WHAT YOU ARE ASKED TO DO:
In full and without alteration, print the entries.

EXERCISE DATA:

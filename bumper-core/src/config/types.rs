//! Configuration type definitions
//!
//! These types represent the vehicle configuration. The firmware fills them
//! from the embedded `vehicle.toml`; every field has a default that matches
//! the reference wiring.

#[cfg(feature = "serde")]
use serde::{Deserialize, Serialize};

/// Longest watchdog period the RP2040 can count
pub const MAX_WATCHDOG_MS: u32 = 8000;

/// Longest allowed control tick
pub const MAX_TICK_MS: u32 = 100;

/// Configuration validation errors
#[derive(Debug, Clone, Copy, PartialEq, Eq)]
#[cfg_attr(feature = "defmt", derive(defmt::Format))]
pub enum ConfigError {
    /// Control tick is zero or too slow
    InvalidTick,
    /// Watchdog period not longer than the tick, or beyond hardware limit
    InvalidWatchdog,
    /// Steering offset exceeds half the servo range
    InvalidSteeringOffset,
    /// Servo pulse bounds are empty or exceed the frame period
    InvalidPulseRange,
    /// Echo timeout is zero
    InvalidEchoTimeout,
}

/// Ultrasonic ranger configuration
#[derive(Debug, Clone, Copy, PartialEq, Eq)]
#[cfg_attr(feature = "defmt", derive(defmt::Format))]
#[cfg_attr(feature = "serde", derive(Serialize, Deserialize))]
pub struct RangerConfig {
    /// Time between trigger pulses (ms)
    pub interval_ms: u32,
    /// Give up on an echo after this long (µs)
    pub echo_timeout_us: u32,
}

impl Default for RangerConfig {
    fn default() -> Self {
        Self {
            interval_ms: 30,
            echo_timeout_us: 30_000,
        }
    }
}

/// Drive motor (H-bridge) configuration
#[derive(Debug, Clone, Copy, PartialEq, Eq)]
#[cfg_attr(feature = "defmt", derive(defmt::Format))]
#[cfg_attr(feature = "serde", derive(Serialize, Deserialize))]
pub struct DriveConfig {
    /// PWM counter top for the speed pin (sets the PWM frequency)
    pub pwm_top: u16,
}

impl Default for DriveConfig {
    fn default() -> Self {
        // 125 MHz / 5000 = 25 kHz, above audible range
        Self { pwm_top: 4999 }
    }
}

/// Steering servo configuration
#[derive(Debug, Clone, Copy, PartialEq, Eq)]
#[cfg_attr(feature = "defmt", derive(defmt::Format))]
#[cfg_attr(feature = "serde", derive(Serialize, Deserialize))]
pub struct SteeringConfig {
    /// Maximum deflection either side of center (degrees)
    pub max_offset_deg: u8,
    /// Pulse width at 0° (µs)
    pub min_pulse_us: u16,
    /// Pulse width at 180° (µs)
    pub max_pulse_us: u16,
    /// Servo frame period (µs)
    pub period_us: u16,
}

impl Default for SteeringConfig {
    fn default() -> Self {
        Self {
            max_offset_deg: 45,
            min_pulse_us: 1000,
            max_pulse_us: 2000,
            period_us: 20_000,
        }
    }
}

/// Control loop configuration
#[derive(Debug, Clone, Copy, PartialEq, Eq)]
#[cfg_attr(feature = "defmt", derive(defmt::Format))]
#[cfg_attr(feature = "serde", derive(Serialize, Deserialize))]
pub struct ControlConfig {
    /// Control tick period (ms)
    pub tick_ms: u32,
    /// Hardware watchdog period (ms)
    pub watchdog_ms: u32,
}

impl Default for ControlConfig {
    fn default() -> Self {
        Self {
            tick_ms: 10,
            watchdog_ms: 5000,
        }
    }
}

/// Command link configuration
#[derive(Debug, Clone, Copy, PartialEq, Eq)]
#[cfg_attr(feature = "defmt", derive(defmt::Format))]
#[cfg_attr(feature = "serde", derive(Serialize, Deserialize))]
pub struct LinkConfig {
    /// UART baud rate to the network bridge
    pub baudrate: u32,
}

impl Default for LinkConfig {
    fn default() -> Self {
        Self { baudrate: 115_200 }
    }
}

/// Complete vehicle configuration
#[derive(Debug, Clone, Copy, PartialEq, Eq, Default)]
#[cfg_attr(feature = "defmt", derive(defmt::Format))]
#[cfg_attr(feature = "serde", derive(Serialize, Deserialize))]
pub struct VehicleConfig {
    pub ranger: RangerConfig,
    pub drive: DriveConfig,
    pub steering: SteeringConfig,
    pub control: ControlConfig,
    pub link: LinkConfig,
}

impl VehicleConfig {
    /// Check values the firmware relies on
    pub fn validate(&self) -> Result<(), ConfigError> {
        let control = &self.control;
        if control.tick_ms == 0 || control.tick_ms > MAX_TICK_MS {
            return Err(ConfigError::InvalidTick);
        }
        if control.watchdog_ms <= control.tick_ms || control.watchdog_ms > MAX_WATCHDOG_MS {
            return Err(ConfigError::InvalidWatchdog);
        }

        let steering = &self.steering;
        if steering.max_offset_deg > 90 {
            return Err(ConfigError::InvalidSteeringOffset);
        }
        if steering.min_pulse_us >= steering.max_pulse_us
            || steering.max_pulse_us > steering.period_us
        {
            return Err(ConfigError::InvalidPulseRange);
        }

        if self.ranger.echo_timeout_us == 0 {
            return Err(ConfigError::InvalidEchoTimeout);
        }

        Ok(())
    }
}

YOUR SOLUTION:
filename bumper-core/src/config/types.rs
//! Configuration type definitions
//!
//! These types represent the vehicle configuration. The firmware fills them
//! from the embedded `vehicle.toml`; every field has a default that matches
//! the reference wiring.

#[cfg(feature = "serde")]
use serde::{Deserialize, Serialize};

/// Longest watchdog period the RP2040 can count
pub const MAX_WATCHDOG_MS: u32 = 8000;

/// Longest allowed control tick
pub const MAX_TICK_MS: u32 = 100;

/// Configuration validation errors
#[derive(Debug, Clone, Copy, PartialEq, Eq)]
#[cfg_attr(feature = "defmt", derive(defmt::Format))]
pub enum ConfigError {
    /// Control tick is zero or too slow
    InvalidTick,
    /// Watchdog period not longer than the tick, or beyond hardware limit
    InvalidWatchdog,
    /// Steering offset exceeds half the servo range
    InvalidSteeringOffset,
    /// Servo pulse bounds are empty or exceed the frame period
    InvalidPulseRange,
    /// Echo timeout is zero
    InvalidEchoTimeout,
}

/// Ultrasonic ranger configuration
#[derive(Debug, Clone, Copy, PartialEq, Eq)]
#[cfg_attr(feature = "defmt", derive(defmt::Format))]
#[cfg_attr(feature = "serde", derive(Serialize, Deserialize))]
pub struct RangerConfig {
    /// Time between trigger pulses (ms)
    pub interval_ms: u32,
    /// Give up on an echo after this long (µs)
    pub echo_timeout_us: u32,
}

impl Default for RangerConfig {
    fn default() -> Self {
        Self {
            interval_ms: 30,
            echo_timeout_us: 30_000,
        }
    }
}

/// Drive motor (H-bridge) configuration
#[derive(Debug, Clone, Copy, PartialEq, Eq)]
#[cfg_attr(feature = "defmt", derive(defmt::Format))]
#[cfg_attr(feature = "serde", derive(Serialize, Deserialize))]
pub struct DriveConfig {
    /// PWM counter top for the speed pin (sets the PWM frequency)
    pub pwm_top: u16,
}

impl Default for DriveConfig {
    fn default() -> Self {
        // 125 MHz / 5000 = 25 kHz, above audible range
        Self { pwm_top: 4999 }
    }
}

/// Steering servo configuration
#[derive(Debug, Clone, Copy, PartialEq, Eq)]
#[cfg_attr(feature = "defmt", derive(defmt::Format))]
#[cfg_attr(feature = "serde", derive(Serialize, Deserialize))]
pub struct SteeringConfig {
    /// Maximum deflection either side of center (degrees)
    pub max_offset_deg: u8,
    /// Pulse width at 0° (µs)
    pub min_pulse_us: u16,
    /// Pulse width at 180° (µs)
    pub max_pulse_us: u16,
    /// Servo frame period (µs)
    pub period_us: u16,
}

impl Default for SteeringConfig {
    fn default() -> Self {
        Self {
            max_offset_deg: 45,
            min_pulse_us: 1000,
            max_pulse_us: 2000,
            period_us: 20_000,
        }
    }
}

/// Control loop configuration
#[derive(Debug, Clone, Copy, PartialEq, Eq)]
#[cfg_attr(feature = "defmt", derive(defmt::Format))]
#[cfg_attr(feature = "serde", derive(Serialize, Deserialize))]
pub struct ControlConfig {
    /// Control tick period (ms)
    pub tick_ms: u32,
    /// Hardware watchdog period (ms)
    pub watchdog_ms: u32,
}

impl Default for ControlConfig {
    fn default() -> Self {
        Self {
            tick_ms: 10,
            watchdog_ms: 5000,
        }
    }
}

/// Command link configuration
#[derive(Debug, Clone, Copy, PartialEq, Eq)]
#[cfg_attr(feature = "defmt", derive(defmt::Format))]
#[cfg_attr(feature = "serde", derive(Serialize, Deserialize))]
pub struct LinkConfig {
    /// UART baud rate to the network bridge
    pub baudrate: u32,
}

impl Default for LinkConfig {
    fn default() -> Self {
        Self { baudrate: 115_200 }
    }
}

/// Complete vehicle configuration
#[derive(Debug, Clone, Copy, PartialEq, Eq, Default)]
#[cfg_attr(feature = "defmt", derive(defmt::Format))]
#[cfg_attr(feature = "serde", derive(Serialize, Deserialize))]
pub struct VehicleConfig {
    pub ranger: RangerConfig,
    pub drive: DriveConfig,
    pub steering: SteeringConfig,
    pub control: ControlConfig,
    pub link: LinkConfig,
}

impl VehicleConfig {
    /// Check values the firmware relies on
    pub fn validate(&self) -> Result<(), ConfigError> {
        let control = &self.control;
        if control.tick_ms == 0 || control.tick_ms > MAX_TICK_MS {
            return Err(ConfigError::InvalidTick);
        }
        if control.watchdog_ms <= control.tick_ms || control.watchdog_ms > MAX_WATCHDOG_MS {
            return Err(ConfigError::InvalidWatchdog);
        }

        let steering = &self.steering;
        if steering.max_offset_deg > 90 {
            return Err(ConfigError::InvalidSteeringOffset);
        }
        if steering.min_pulse_us >= steering.max_pulse_us
            || steering.max_pulse_us > steering.period_us
        {
            return Err(ConfigError::InvalidPulseRange);
        }

        if self.ranger.echo_timeout_us == 0 {
            return Err(ConfigError::InvalidEchoTimeout);
        }

        Ok(())
    }
}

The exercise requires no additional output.